Let $H$ be a Hilbert space, $U : H \rightarrow H$ a linear map satisfying the property that for all $f \in H$ we have $\|Uf\| \leq \|f\|$. Such linear maps are called contracting (maybe a bad name -- generally this is reserved for linear maps with $\|Uf\| < \|f\|$). Denote the Birkhoff average of $f$ with respect to $U$ by
$$P_n(f) := \frac{1}{n}\sum_{k=0}^{n-1} U^k(f), \ \ n \geq 1$$
Note this is a linear operator $P_n : H \rightarrow H$, and if $U$ is contracting then so is the Birkhoff average. Let $I : H \rightarrow H$ be the identity map. Define
$$\text{Inv} := \{f \in H \ | \ Uf = f\} = \{f \in H \ | \ (U-I)f = 0\} = \ker(U-I).$$
Since this is a kernel, it is a closed subspace, hence we can write
$$H = \text{Inv} \oplus \text{Inv}^\perp.$$
It is not too hard to see that if $f \in \text{Inv}$, then $Uf \in \text{Inv}$, so we have that $U$ restricts to maps on $\text{Inv}$ and $\text{Inv}^\perp$. We also have that the same holds for $P_n$.
Let $P : H \rightarrow \text{Inv}$ be the projection map. That is, if $f \in H$, then we can uniquely write it as $f = f_0 + f_1$ with $f_0 \in \text{Inv}$ and $f_1 \in \text{Inv}^\perp$, so $P(f) = f_1$.
Before proving the theorem, we need the following lemma.
Lemma: Let $U : H \rightarrow H$ be a contracting linear map. For every $g \in H$, $Ug = g$ if and only if $U^* g = g$.

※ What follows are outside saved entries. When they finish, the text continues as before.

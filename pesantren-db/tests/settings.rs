mod common;

use std::collections::BTreeMap;

use pesantren_db::settings::Settings;
use pesantren_db::storage::StorageError;
use serde_json::{Value, json};

fn defaults() -> BTreeMap<String, Value> {
    BTreeMap::from([
        ("site_name".to_string(), json!("Pondok Al-Hikmah")),
        ("attendance_grace_minutes".to_string(), json!(15)),
    ])
}

#[tokio::test]
async fn defaults_apply_when_no_row_exists() {
    let (store, _dir) = common::open_store().await;
    let settings = Settings::new(store, defaults());

    assert_eq!(
        settings.get("attendance_grace_minutes").await.unwrap(),
        Some(json!(15))
    );
    assert!(settings.get_row("attendance_grace_minutes").await.unwrap().is_none());
    assert_eq!(settings.get("unknown").await.unwrap(), None);
    assert!(settings.list().await.unwrap().is_empty());
}

#[tokio::test]
async fn init_never_overwrites_existing_rows() {
    let (store, _dir) = common::open_store().await;
    let settings = Settings::new(store, defaults());

    settings.set("site_name", json!("Pesantren Baru")).await.unwrap();
    assert_eq!(settings.init().await.unwrap(), 1);
    assert_eq!(settings.init().await.unwrap(), 0);

    assert_eq!(
        settings.get("site_name").await.unwrap(),
        Some(json!("Pesantren Baru"))
    );
    let keys: Vec<String> = settings
        .list()
        .await
        .unwrap()
        .into_iter()
        .map(|s| s.key)
        .collect();
    assert_eq!(keys, ["attendance_grace_minutes", "site_name"]);
}

#[tokio::test]
async fn set_overwrites_and_stamps_update_time() {
    let (store, _dir) = common::open_store().await;
    let settings = Settings::new(store, BTreeMap::new());

    settings
        .set("jadwal", json!({"subuh": "04:30", "hari": ["senin", "kamis"]}))
        .await
        .unwrap();
    settings.set("jadwal", json!({"subuh": "04:15"})).await.unwrap();

    let row = settings.get_row("jadwal").await.unwrap().unwrap();
    assert_eq!(row.value.map(|v| v.0), Some(json!({"subuh": "04:15"})));
    assert!(row.updated_at.unwrap() > 0);

    assert!(matches!(
        settings.set("", json!(1)).await,
        Err(StorageError::InvalidInput(_))
    ));
}

#[tokio::test]
async fn remove_restores_the_default() {
    let (store, _dir) = common::open_store().await;
    let settings = Settings::new(store, defaults());

    settings.set("site_name", json!("Sementara")).await.unwrap();
    assert!(settings.remove("site_name").await.unwrap());
    assert!(!settings.remove("site_name").await.unwrap());
    assert_eq!(
        settings.get("site_name").await.unwrap(),
        Some(json!("Pondok Al-Hikmah"))
    );
}

#[tokio::test]
async fn stored_null_shadows_the_default() {
    let (store, _dir) = common::open_store().await;
    let settings = Settings::new(store, defaults());

    settings.set("site_name", Value::Null).await.unwrap();
    assert_eq!(settings.get("site_name").await.unwrap(), Some(Value::Null));
}
use diesel::prelude::*;
use tracing::trace;

use super::models::{NewUserRole, Role, Session, User, UserRole};
use super::schema::{roles, sessions, user_roles, users};
use super::{StorageError, Store};

impl Store {
    /// Insert or fully replace a user row keyed by `uid`.
    pub async fn upsert_user(&self, user: User) -> Result<(), StorageError> {
        trace!(uid = %user.uid, "upsert_user");
        self.interact(move |conn| {
            diesel::insert_into(users::table)
                .values(&user)
                .on_conflict(users::uid)
                .do_update()
                .set(&user)
                .execute(conn)?;
            Ok(())
        })
        .await
    }

    pub async fn get_user(&self, uid: &str) -> Result<Option<User>, StorageError> {
        let uid = uid.to_string();
        self.interact(move |conn| {
            Ok(users::table
                .find(&uid)
                .select(User::as_select())
                .first(conn)
                .optional()?)
        })
        .await
    }

    /// Sessions, role assignments and notifications go with the user; authored
    /// content and attendance rows keep existing with the reference cleared.
    pub async fn delete_user(&self, uid: &str) -> Result<bool, StorageError> {
        let uid = uid.to_string();
        self.interact(move |conn| {
            let deleted = diesel::delete(users::table.find(&uid)).execute(conn)?;
            Ok(deleted > 0)
        })
        .await
    }

    pub async fn insert_role(&self, role: Role) -> Result<(), StorageError> {
        self.interact(move |conn| {
            diesel::insert_into(roles::table)
                .values(&role)
                .execute(conn)?;
            Ok(())
        })
        .await
    }

    pub async fn delete_role(&self, role_id: &str) -> Result<bool, StorageError> {
        let role_id = role_id.to_string();
        self.interact(move |conn| {
            let deleted = diesel::delete(roles::table.find(&role_id)).execute(conn)?;
            Ok(deleted > 0)
        })
        .await
    }

    /// Returns the id of the new assignment row.
    pub async fn assign_role(
        &self,
        uid: &str,
        role_id: &str,
        assigned_at: Option<i64>,
    ) -> Result<i64, StorageError> {
        let uid = uid.to_string();
        let role_id = role_id.to_string();
        self.interact(move |conn| {
            let row = NewUserRole {
                uid: &uid,
                role_id: &role_id,
                assigned_at,
            };
            Ok(diesel::insert_into(user_roles::table)
                .values(&row)
                .returning(user_roles::id)
                .get_result::<i64>(conn)?)
        })
        .await
    }

    pub async fn user_role_assignments(&self, uid: &str) -> Result<Vec<UserRole>, StorageError> {
        let uid = uid.to_string();
        self.interact(move |conn| {
            Ok(user_roles::table
                .filter(user_roles::uid.eq(&uid))
                .order(user_roles::id.asc())
                .select(UserRole::as_select())
                .load(conn)?)
        })
        .await
    }

    pub async fn roles_for_user(&self, uid: &str) -> Result<Vec<Role>, StorageError> {
        let uid = uid.to_string();
        self.interact(move |conn| {
            Ok(user_roles::table
                .inner_join(roles::table)
                .filter(user_roles::uid.eq(&uid))
                .order(roles::name.asc())
                .select(Role::as_select())
                .load(conn)?)
        })
        .await
    }

    pub async fn create_session(&self, session: Session) -> Result<(), StorageError> {
        self.interact(move |conn| {
            diesel::insert_into(sessions::table)
                .values(&session)
                .execute(conn)?;
            Ok(())
        })
        .await
    }

    pub async fn get_session(&self, session_id: &str) -> Result<Option<Session>, StorageError> {
        let session_id = session_id.to_string();
        self.interact(move |conn| {
            Ok(sessions::table
                .find(&session_id)
                .select(Session::as_select())
                .first(conn)
                .optional()?)
        })
        .await
    }

    pub async fn sessions_for_user(&self, uid: &str) -> Result<Vec<Session>, StorageError> {
        let uid = uid.to_string();
        self.interact(move |conn| {
            Ok(sessions::table
                .filter(sessions::uid.eq(&uid))
                .order(sessions::created_at.asc())
                .select(Session::as_select())
                .load(conn)?)
        })
        .await
    }

    pub async fn delete_session(&self, session_id: &str) -> Result<bool, StorageError> {
        let session_id = session_id.to_string();
        self.interact(move |conn| {
            let deleted = diesel::delete(sessions::table.find(&session_id)).execute(conn)?;
            Ok(deleted > 0)
        })
        .await
    }

    /// Drop sessions whose `expires_at` lies before `now_ms`. Sessions without
    /// an expiry are kept.
    pub async fn purge_expired_sessions(&self, now_ms: i64) -> Result<usize, StorageError> {
        self.interact(move |conn| {
            Ok(diesel::delete(sessions::table.filter(sessions::expires_at.lt(now_ms)))
                .execute(conn)?)
        })
        .await
    }
}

Proof: By replacing $U$ with $U^*$ and noting that $(U^*)^* = U$, it suffices to show that $Ug = g$ implies $U^*g = g$. Assume $Ug = g$. Then
$$ \|g - U^*g\|^2 = \langle g - U^*g, g - U^*g \rangle = \|g\|^2 + \|U^*g\|^2 - 2 \langle g, U^*g \rangle \leq 2 \|g\|^2 - 2 \langle Ug, g \rangle = 2\|g\|^2 - 2 \|g\|^2 = 0.$$
Thus $\|g - U^*g\| = 0$ and hence $g = U^*g$. $\blacksquare$
With this, we can now prove the theorem.
Theorem (Mean Ergodic Theorem): If $U : H \rightarrow H$ is contracting, then $P_n f \rightarrow Pf$ in norm.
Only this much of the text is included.